TASK BRIEF
Every line below that mentions the word "host" should be copied out.

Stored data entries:
//! Audit destinations and transport kinds

use serde::{Deserialize, Serialize};
use std::fmt;

/// Transport used to reach an audit repository
#[derive(Debug, Clone, Copy, Default, PartialEq, Eq, Hash, Serialize, Deserialize)]
pub enum TransportKind {
    /// One unframed datagram per record
    #[default]
    #[serde(rename = "UDP", alias = "udp")]
    Udp,
    /// Plain TCP stream
    #[serde(rename = "TCP", alias = "tcp")]
    Tcp,
    /// TLS, server authenticated only
    #[serde(rename = "TLS_ONE_WAY", alias = "tls_one_way")]
    TlsOneWay,
    /// TLS with mutual (node) authentication
    #[serde(rename = "TLS", alias = "TLS_TWO_WAY", alias = "tls")]
    TlsTwoWay,
}

impl TransportKind {
    /// Whether this transport runs over TLS
    pub fn is_secure(&self) -> bool {
        matches!(self, Self::TlsOneWay | Self::TlsTwoWay)
    }

    /// URI scheme used for endpoint mapping lookups
    pub fn scheme(&self) -> &'static str {
        match self {
            Self::Udp => "udp",
            Self::Tcp => "tcp",
            Self::TlsOneWay | Self::TlsTwoWay => "tls",
        }
    }
}

impl fmt::Display for TransportKind {
    fn fmt(&self, f: &mut fmt::Formatter<'_>) -> fmt::Result {
        match self {
            Self::Udp => write!(f, "UDP"),
            Self::Tcp => write!(f, "TCP"),
            Self::TlsOneWay => write!(f, "TLS_ONE_WAY"),
            Self::TlsTwoWay => write!(f, "TLS"),
        }
    }
}

/// A resolved audit repository endpoint, reusable across sends
#[derive(Debug, Clone, PartialEq, Eq, Hash, Serialize, Deserialize)]
pub struct Destination {
    pub host: String,
    pub port: u16,
    pub transport: TransportKind,
}

impl Destination {
    pub fn new(host: impl Into<String>, port: u16, transport: TransportKind) -> Self {
        Self {
            host: host.into(),
            port,
            transport,
        }
    }

    /// Same transport, different host and port
    pub fn with_endpoint(&self, host: impl Into<String>, port: u16) -> Self {
        Self {
            host: host.into(),
            port,
            transport: self.transport,
        }
    }
}

impl fmt::Display for Destination {
    fn fmt(&self, f: &mut fmt::Formatter<'_>) -> fmt::Result {
        write!(
            f,
            "{}://{}:{}",
            self.transport.scheme(),
            self.host,
            self.port
        )
    }
}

OUTPUT FOR THIS TASK
    pub host: String,
    pub fn new(host: impl Into<String>, port: u16, transport: TransportKind) -> Self {
            host: host.into(),
    /// Same transport, different host and port
    pub fn with_endpoint(&self, host: impl Into<String>, port: u16) -> Self {
            host: host.into(),
            self.host,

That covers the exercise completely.